Return the records exactly as they are.

*** Block opens ***

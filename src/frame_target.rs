//! Mapping image records onto source videos and frame indices.
//!
//! Every distorted encoding of a sequence lives in its own file:
//!
//! ```text
//! <videos_dir>/<sequence>/<sequence>_<distortion>_<severity>.mp4
//! ```
//!
//! and every image record names the frame it was cut from in its file name,
//! as a 4-digit zero-padded index right before the `.jpg` suffix
//! (`seq1_blur_2_frame_0042.jpg` is frame 42, counting from 0 in decode
//! order).

use std::{
    fmt::{Display, Formatter, Result as FmtResult},
    path::{Path, PathBuf},
};

use crate::annotation::ImageRecord;

/// Container extension of every source video.
pub const VIDEO_EXTENSION: &str = "mp4";

/// Severity levels every distortion is encoded at.
pub const SEVERITY_LEVELS: [u32; 4] = [1, 2, 3, 4];

const FRAME_SUFFIX: &str = ".jpg";
const FRAME_DIGITS: usize = 4;

/// Identifies one source video: a sequence under one distortion at one
/// severity level.
#[derive(Debug, Clone, PartialEq, Eq, Hash, PartialOrd, Ord)]
pub struct VideoKey {
    pub sequence: String,
    pub distortion: String,
    pub severity: String,
}

impl VideoKey {
    pub fn new(
        sequence: impl Into<String>,
        distortion: impl Into<String>,
        severity: impl Into<String>,
    ) -> Self {
        Self {
            sequence: sequence.into(),
            distortion: distortion.into(),
            severity: severity.into(),
        }
    }

    /// The key of the video `image` was cut from, if the record names one.
    pub fn from_image(image: &ImageRecord) -> Option<Self> {
        Some(Self::new(
            image.video_name()?,
            image.distortion_type()?,
            image.severity_level()?,
        ))
    }

    /// File name of the video, without directory.
    pub fn file_name(&self) -> String {
        format!(
            "{}_{}_{}.{VIDEO_EXTENSION}",
            self.sequence, self.distortion, self.severity
        )
    }

    /// Location of the video below `videos_dir`.
    pub fn video_path(&self, videos_dir: &Path) -> PathBuf {
        videos_dir.join(&self.sequence).join(self.file_name())
    }

    /// Name of the `number`th frame (1-based) when a whole video is dumped,
    /// e.g. `seq1_blur_lvl2_frame_0001.jpg`.
    pub fn dumped_frame_name(&self, number: u64) -> String {
        format!(
            "{}_{}_lvl{}_frame_{number:04}{FRAME_SUFFIX}",
            self.sequence, self.distortion, self.severity
        )
    }
}

impl Display for VideoKey {
    fn fmt(&self, f: &mut Formatter<'_>) -> FmtResult {
        write!(
            f,
            "{}/{}_{}_{}",
            self.sequence, self.sequence, self.distortion, self.severity
        )
    }
}

/// A 0-based frame index in a video's decode order.
#[derive(Debug, Clone, Copy, PartialEq, Eq, Hash, PartialOrd, Ord)]
pub struct FrameTarget(u64);

impl FrameTarget {
    pub fn new(index: u64) -> Self {
        Self(index)
    }

    pub fn index(self) -> u64 {
        self.0
    }

    /// Parse the frame index out of an image file name.
    ///
    /// The name must end in `_DDDD.jpg` with exactly four ASCII digits.
    /// Anything else yields `None`.
    ///
    /// ```
    /// use framepick::FrameTarget;
    ///
    /// assert_eq!(FrameTarget::from_file_name("seq1_blur_1_frame_0003.jpg"), Some(FrameTarget::new(3)));
    /// assert_eq!(FrameTarget::from_file_name("seq1_blur_1_frame_12345.jpg"), None);
    /// assert_eq!(FrameTarget::from_file_name("seq1_blur_1_frame_0003.png"), None);
    /// ```
    pub fn from_file_name(file_name: &str) -> Option<Self> {
        let stem = file_name.strip_suffix(FRAME_SUFFIX)?.as_bytes();
        if stem.len() <= FRAME_DIGITS {
            return None;
        }

        let (head, digits) = stem.split_at(stem.len() - FRAME_DIGITS);
        if head.last() != Some(&b'_') || !digits.iter().all(u8::is_ascii_digit) {
            return None;
        }

        let index = digits
            .iter()
            .fold(0_u64, |value, digit| value * 10 + u64::from(digit - b'0'));
        Some(Self(index))
    }

    /// The frame index an image record refers to.
    pub fn from_image(image: &ImageRecord) -> Option<Self> {
        image.file_name().and_then(Self::from_file_name)
    }
}

impl Display for FrameTarget {
    fn fmt(&self, f: &mut Formatter<'_>) -> FmtResult {
        write!(f, "{}", self.0)
    }
}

*** Block closes ***

Exercise output.
filename src/frame_target.rs
//! Mapping image records onto source videos and frame indices.
//!
//! Every distorted encoding of a sequence lives in its own file:
//!
//! ```text
//! <videos_dir>/<sequence>/<sequence>_<distortion>_<severity>.mp4
//! ```
//!
//! and every image record names the frame it was cut from in its file name,
//! as a 4-digit zero-padded index right before the `.jpg` suffix
//! (`seq1_blur_2_frame_0042.jpg` is frame 42, counting from 0 in decode
//! order).

use std::{
    fmt::{Display, Formatter, Result as FmtResult},
    path::{Path, PathBuf},
};

use crate::annotation::ImageRecord;

/// Container extension of every source video.
pub const VIDEO_EXTENSION: &str = "mp4";

/// Severity levels every distortion is encoded at.
pub const SEVERITY_LEVELS: [u32; 4] = [1, 2, 3, 4];

const FRAME_SUFFIX: &str = ".jpg";
const FRAME_DIGITS: usize = 4;

/// Identifies one source video: a sequence under one distortion at one
/// severity level.
#[derive(Debug, Clone, PartialEq, Eq, Hash, PartialOrd, Ord)]
pub struct VideoKey {
    pub sequence: String,
    pub distortion: String,
    pub severity: String,
}

impl VideoKey {
    pub fn new(
        sequence: impl Into<String>,
        distortion: impl Into<String>,
        severity: impl Into<String>,
    ) -> Self {
        Self {
            sequence: sequence.into(),
            distortion: distortion.into(),
            severity: severity.into(),
        }
    }

    /// The key of the video `image` was cut from, if the record names one.
    pub fn from_image(image: &ImageRecord) -> Option<Self> {
        Some(Self::new(
            image.video_name()?,
            image.distortion_type()?,
            image.severity_level()?,
        ))
    }

    /// File name of the video, without directory.
    pub fn file_name(&self) -> String {
        format!(
            "{}_{}_{}.{VIDEO_EXTENSION}",
            self.sequence, self.distortion, self.severity
        )
    }

    /// Location of the video below `videos_dir`.
    pub fn video_path(&self, videos_dir: &Path) -> PathBuf {
        videos_dir.join(&self.sequence).join(self.file_name())
    }

    /// Name of the `number`th frame (1-based) when a whole video is dumped,
    /// e.g. `seq1_blur_lvl2_frame_0001.jpg`.
    pub fn dumped_frame_name(&self, number: u64) -> String {
        format!(
            "{}_{}_lvl{}_frame_{number:04}{FRAME_SUFFIX}",
            self.sequence, self.distortion, self.severity
        )
    }
}

impl Display for VideoKey {
    fn fmt(&self, f: &mut Formatter<'_>) -> FmtResult {
        write!(
            f,
            "{}/{}_{}_{}",
            self.sequence, self.sequence, self.distortion, self.severity
        )
    }
}

/// A 0-based frame index in a video's decode order.
#[derive(Debug, Clone, Copy, PartialEq, Eq, Hash, PartialOrd, Ord)]
pub struct FrameTarget(u64);

impl FrameTarget {
    pub fn new(index: u64) -> Self {
        Self(index)
    }

    pub fn index(self) -> u64 {
        self.0
    }

    /// Parse the frame index out of an image file name.
    ///
    /// The name must end in `_DDDD.jpg` with exactly four ASCII digits.
    /// Anything else yields `None`.
    ///
    /// ```
    /// use framepick::FrameTarget;
    ///
    /// assert_eq!(FrameTarget::from_file_name("seq1_blur_1_frame_0003.jpg"), Some(FrameTarget::new(3)));
    /// assert_eq!(FrameTarget::from_file_name("seq1_blur_1_frame_12345.jpg"), None);
    /// assert_eq!(FrameTarget::from_file_name("seq1_blur_1_frame_0003.png"), None);
    /// ```
    pub fn from_file_name(file_name: &str) -> Option<Self> {
        let stem = file_name.strip_suffix(FRAME_SUFFIX)?.as_bytes();
        if stem.len() <= FRAME_DIGITS {
            return None;
        }

        let (head, digits) = stem.split_at(stem.len() - FRAME_DIGITS);
        if head.last() != Some(&b'_') || !digits.iter().all(u8::is_ascii_digit) {
            return None;
        }

        let index = digits
            .iter()
            .fold(0_u64, |value, digit| value * 10 + u64::from(digit - b'0'));
        Some(Self(index))
    }

    /// The frame index an image record refers to.
    pub fn from_image(image: &ImageRecord) -> Option<Self> {
        image.file_name().and_then(Self::from_file_name)
    }
}

impl Display for FrameTarget {
    fn fmt(&self, f: &mut Formatter<'_>) -> FmtResult {
        write!(f, "{}", self.0)
    }
}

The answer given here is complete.